Ethan Hawke directs daughter Maya in ‘Wildcat’

“Wildcat” is Ethan Hawke’s ambitious, loving look at the celebrated Catholic writer Flannery O’Connor, whose life, books and journals are the base for his cinematic portrait.

O’Connor, just 39 when she died in 1964, is best known for the novel “Wise Blood” (filmed by John Huston) and her short story collections, “A Good Man Is Hard to Find” and “Everything That Rises Must Converge.”

What’s surprising is that the impetus for “Wildcat” came from Hawke’s daughter Maya, a “bankable” name since starring in the “Stranger Things” franchise.

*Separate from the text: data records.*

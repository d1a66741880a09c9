//! Sync progress reporting.
//!
//! Reports observable progress during `codesync sync` so users see what is
//! being scanned, how much of the plan is left, and how the run ended.
//! Progress is emitted on **stderr** so stdout remains parseable for scripts.

use std::io::Write;

use crate::models::PlanSummary;

/// A single progress event for a sync run.
#[derive(Clone, Debug, PartialEq, Eq)]
pub enum SyncProgressEvent {
    /// Walking and fingerprinting the codebase. Total unknown.
    Scanning { root: String },
    /// The plan is known.
    Planned { root: String, plan: PlanSummary },
    /// `n` of `total` planned files reconciled.
    Reconciling { root: String, n: u64, total: u64 },
    Finished {
        root: String,
        processed: u64,
        failed: u64,
        cancelled: bool,
    },
}

/// Reports sync progress. Implementations write to stderr (human or JSON).
pub trait SyncProgressReporter: Send + Sync {
    /// Emit a progress event. Called from the orchestrator.
    fn report(&self, event: SyncProgressEvent);
}

/// Human-friendly progress on stderr: "sync /repo  reconciling  1,234 / 5,000 files".
pub struct StderrProgress;

impl SyncProgressReporter for StderrProgress {
    fn report(&self, event: SyncProgressEvent) {
        let line = match &event {
            SyncProgressEvent::Scanning { root } => format!("sync {}  scanning...\n", root),
            SyncProgressEvent::Planned { root, plan } => format!(
                "sync {}  planned  +{} ~{} -{}\n",
                root,
                format_number(plan.added as u64),
                format_number(plan.modified as u64),
                format_number(plan.removed as u64)
            ),
            SyncProgressEvent::Reconciling { root, n, total } => format!(
                "sync {}  reconciling  {} / {} files\n",
                root,
                format_number(*n),
                format_number(*total)
            ),
            SyncProgressEvent::Finished {
                root,
                processed,
                failed,
                cancelled,
            } => format!(
                "sync {}  {}  {} files, {} failed\n",
                root,
                if *cancelled { "cancelled" } else { "done" },
                format_number(*processed),
                format_number(*failed)
            ),
        };
        let _ = std::io::stderr().lock().write_all(line.as_bytes());
        let _ = std::io::stderr().lock().flush();
    }
}

/// Machine-readable progress: one JSON object per line on stderr.
pub struct JsonProgress;

impl SyncProgressReporter for JsonProgress {
    fn report(&self, event: SyncProgressEvent) {
        let obj = match &event {
            SyncProgressEvent::Scanning { root } => serde_json::json!({
                "event": "progress",
                "root": root,
                "phase": "scanning"
            }),
            SyncProgressEvent::Planned { root, plan } => serde_json::json!({
                "event": "progress",
                "root": root,
                "phase": "planned",
                "added": plan.added,
                "modified": plan.modified,
                "removed": plan.removed
            }),
            SyncProgressEvent::Reconciling { root, n, total } => serde_json::json!({
                "event": "progress",
                "root": root,
                "phase": "reconciling",
                "n": n,
                "total": total
            }),
            SyncProgressEvent::Finished {
                root,
                processed,
                failed,
                cancelled,
            } => serde_json::json!({
                "event": "finished",
                "root": root,
                "processed": processed,
                "failed": failed,
                "cancelled": cancelled
            }),
        };
        if let Ok(line) = serde_json::to_string(&obj) {
            let _ = writeln!(std::io::stderr().lock(), "{}", line);
            let _ = std::io::stderr().lock().flush();
        }
    }
}

/// No-op reporter when progress is disabled.
pub struct NoProgress;

impl SyncProgressReporter for NoProgress {
    fn report(&self, _event: SyncProgressEvent) {}
}

fn format_number(n: u64) -> String {
    let s = n.to_string();
    let mut result = String::with_capacity(s.len() + (s.len() - 1) / 3);
    for (i, c) in s.chars().rev().enumerate() {
        if i > 0 && i % 3 == 0 {
            result.push(',');
        }
        result.push(c);
    }
    result.chars().rev().collect()
}

/// Progress mode for the CLI: off, human (stderr), or JSON (stderr).
#[derive(Clone, Copy, Debug, Eq, PartialEq)]
pub enum ProgressMode {
    Off,
    Human,
    Json,
}

impl ProgressMode {
    /// Default: human progress when stderr is a TTY, otherwise off.
    pub fn default_for_tty() -> Self {
        if atty::is(atty::Stream::Stderr) {
            ProgressMode::Human
        } else {
            ProgressMode::Off
        }
    }

    pub fn reporter(&self) -> Box<dyn SyncProgressReporter> {
        match self {
            ProgressMode::Off => Box::new(NoProgress),
            ProgressMode::Human => Box::new(StderrProgress),
            ProgressMode::Json => Box::new(JsonProgress),
        }
    }
}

“My mother first gave me Flannery’s ‘A Good Man Is Hard to Find’ when I was 15 because she was trying to inspire the inner feminist in me,” Hawke, 53, joked in a Zoom interview.

“Maya discovered her in high school and got obsessed with her writing, which became a meeting place for Maya and I. We found her really interesting to discuss.

“When ‘Stranger Things’ blew up and she was starting to look into developing her own material, she was, ‘I really want to play this character’ and came at me with this idea of making this movie.

“I love her acting. She’s so intense. And Maya is a writer herself — she writes her music and she’s been a poet since she was a kid. And I just wanted to channel her passion for this woman.”

O’Connor, he noted in a Zoom interview, “was a really prickly young woman.  Maya wanted to make a movie about a young woman whose primary relationship was to herself and her work and her faith.  And not about a boy or getting married. She wanted to see a movie like that. And I loved that idea.

“As I was going to make a movie about O’Connor, I read the whole canon and that’s when the idea of this movie came to me, the idea of just centering it around Flannery and her stories.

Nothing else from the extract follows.